Osborne's treatment of fairness suffers from the strengths and weaknesses of the new Conservatism. He is right to say that the state cannot produce fairness off the production line of tax, benefits and public services. It is indeed as much about the strength of families, the cohesion of communities and the responsibility of businesses. But these are social goods which cannot be legislated for. It may be that progressive goals are often best met in ways over which the state has little or no influence.
Similarly, when it comes to their attitude to markets, the new Conservatives are still finding their bearings. Osborne points out that a key ingredient of fairness is that people are rewarded for their effort and ability, and that free markets are usually the most effective mechanism for the achievement of this goal. True enough.
But he then goes on to argue that "the pursuit of self-interest without any constraints does not lead to the fair reward of effort". In other words, Greed is Not Good. Sometimes this means state intervention, to protect workers or prevent monopolies. But mostly the new Conservatives rely on what Osborne calls "robust social frameworks" to temper the excesses of capitalism.
"Where markets work well, they aren't just constrained by formal rules," he said, "but by institutions, social norms, self-regulation, and the character and personal responsibility of those who act within them." This is right. But the question immediately provoked is where and by whom these social norms, good character traits and responsible cultures are created. The Conservatives correctly assert that the state cannot create a good society - only society can do that.
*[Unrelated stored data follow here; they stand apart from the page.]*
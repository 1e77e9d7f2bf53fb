//! Best-effort notification fan-out.
//!
//! The core only needs a "publish fact to subject" capability; delivery,
//! ordering and persistence are the sink's concern. Publication never
//! blocks or fails a state transition: sink errors are for the sink
//! implementation to log, and payload serialization problems are logged
//! here and dropped.

use std::sync::Arc;

use chrono::Utc;
use serde_json::{json, Value};
use tracing::{debug, warn};
use uuid::Uuid;

use crate::model::{Payment, Ride};

/// Fire-and-forget event sink. Implementations must not block the caller.
pub trait Notifier: Send + Sync {
    fn publish(&self, subject: &str, payload: Value);
}

/// Sink that drops everything. Useful when embedding without a broker.
#[derive(Debug, Default)]
pub struct NullNotifier;

impl Notifier for NullNotifier {
    fn publish(&self, _subject: &str, _payload: Value) {}
}

/// Builds and publishes the lifecycle events riders and drivers receive.
#[derive(Clone)]
pub struct NotificationPublisher {
    sink: Arc<dyn Notifier>,
}

impl NotificationPublisher {
    pub fn new(sink: Arc<dyn Notifier>) -> Self {
        Self { sink }
    }

    fn envelope(event_type: &str, data: Value) -> Value {
        json!({
            "event_type": event_type,
            "data": data,
            "timestamp": Utc::now().timestamp_millis(),
        })
    }

    pub fn notify_rider(&self, rider_id: Uuid, event_type: &str, data: Value) {
        self.sink
            .publish(&format!("rider.{rider_id}"), Self::envelope(event_type, data));
        debug!(rider = %rider_id, event_type, "rider notified");
    }

    pub fn notify_driver(&self, driver_id: Uuid, event_type: &str, data: Value) {
        self.sink.publish(
            &format!("driver.{driver_id}"),
            Self::envelope(event_type, data),
        );
        debug!(driver = %driver_id, event_type, "driver notified");
    }

    /// Broadcast the full ride to the shared updates subject.
    pub fn broadcast_ride_update(&self, ride: &Ride) {
        match serde_json::to_value(ride) {
            Ok(payload) => self.sink.publish("rides.updates", payload),
            Err(err) => warn!(ride = %ride.id, error = %err, "could not serialize ride update"),
        }
    }

    pub fn ride_matched(&self, ride: &Ride, driver_id: Uuid) {
        self.notify_rider(
            ride.rider_id,
            "RIDE_MATCHED",
            json!({
                "ride_id": ride.id,
                "driver_id": driver_id,
                "message": "Driver found! They are on their way.",
            }),
        );
        self.notify_driver(
            driver_id,
            "NEW_RIDE_REQUEST",
            json!({
                "ride_id": ride.id,
                "pickup_address": ride.pickup_address,
                "pickup_latitude": ride.pickup_latitude,
                "pickup_longitude": ride.pickup_longitude,
            }),
        );
    }

    pub fn ride_accepted(&self, ride: &Ride) {
        self.notify_rider(
            ride.rider_id,
            "RIDE_ACCEPTED",
            json!({
                "ride_id": ride.id,
                "message": "Driver accepted your ride!",
            }),
        );
    }

    pub fn driver_arrived(&self, ride: &Ride) {
        self.notify_rider(
            ride.rider_id,
            "DRIVER_ARRIVED",
            json!({
                "ride_id": ride.id,
                "message": "Your driver has arrived.",
            }),
        );
    }

    pub fn ride_failed(&self, ride: &Ride, reason: &str) {
        self.notify_rider(
            ride.rider_id,
            "RIDE_FAILED",
            json!({
                "ride_id": ride.id,
                "reason": reason,
            }),
        );
    }

    pub fn ride_cancelled(&self, ride: &Ride, reason: &str) {
        self.notify_rider(
            ride.rider_id,
            "RIDE_CANCELLED",
            json!({
                "ride_id": ride.id,
                "reason": reason,
            }),
        );
        if let Some(driver_id) = ride.driver_id {
            self.notify_driver(
                driver_id,
                "RIDE_CANCELLED",
                json!({
                    "ride_id": ride.id,
                    "reason": reason,
                }),
            );
        }
    }

    pub fn trip_started(&self, ride: &Ride) {
        self.notify_rider(
            ride.rider_id,
            "TRIP_STARTED",
            json!({
                "ride_id": ride.id,
                "message": "Your trip has started!",
            }),
        );
        if let Some(driver_id) = ride.driver_id {
            self.notify_driver(
                driver_id,
                "TRIP_STARTED",
                json!({
                    "ride_id": ride.id,
                    "message": "Trip started successfully!",
                }),
            );
        }
    }

    pub fn trip_ended(&self, ride: &Ride, fare: f64) {
        self.notify_rider(
            ride.rider_id,
            "TRIP_ENDED",
            json!({
                "ride_id": ride.id,
                "fare": fare,
                "message": format!("Trip completed! Total fare: {fare}"),
            }),
        );
        if let Some(driver_id) = ride.driver_id {
            self.notify_driver(
                driver_id,
                "TRIP_ENDED",
                json!({
                    "ride_id": ride.id,
                    "fare": fare,
                    "message": "Trip completed successfully!",
                }),
            );
        }
    }

    pub fn payment_succeeded(&self, payment: &Payment) {
        self.notify_rider(
            payment.rider_id,
            "PAYMENT_SUCCESS",
            json!({
                "ride_id": payment.ride_id,
                "payment_id": payment.id,
                "amount": payment.amount,
                "transaction_id": payment.transaction_id,
                "message": format!("Payment successful! Amount: {}", payment.amount),
            }),
        );
        self.notify_driver(
            payment.driver_id,
            "PAYMENT_RECEIVED",
            json!({
                "ride_id": payment.ride_id,
                "payment_id": payment.id,
                "amount": payment.amount,
                "message": "Payment received for completed ride",
            }),
        );
    }

    pub fn payment_failed(&self, payment: &Payment) {
        self.notify_rider(
            payment.rider_id,
            "PAYMENT_FAILED",
            json!({
                "ride_id": payment.ride_id,
                "payment_id": payment.id,
                "amount": payment.amount,
                "reason": payment.failure_reason,
                "message": "Payment failed. Please try again.",
            }),
        );
    }
}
The Conservatives are fighting their way, issue by issue, across the centre ground. And they provide an acute diagnosis of Labour's failings. But they have yet to show how they would make policy in government. Vladimir Lenin was perhaps not an obvious author to make it on to the summer reading list sent to Conservative MPs. But the question raised by his famous pamphlet ought to be keeping them awake: "What is to be done?"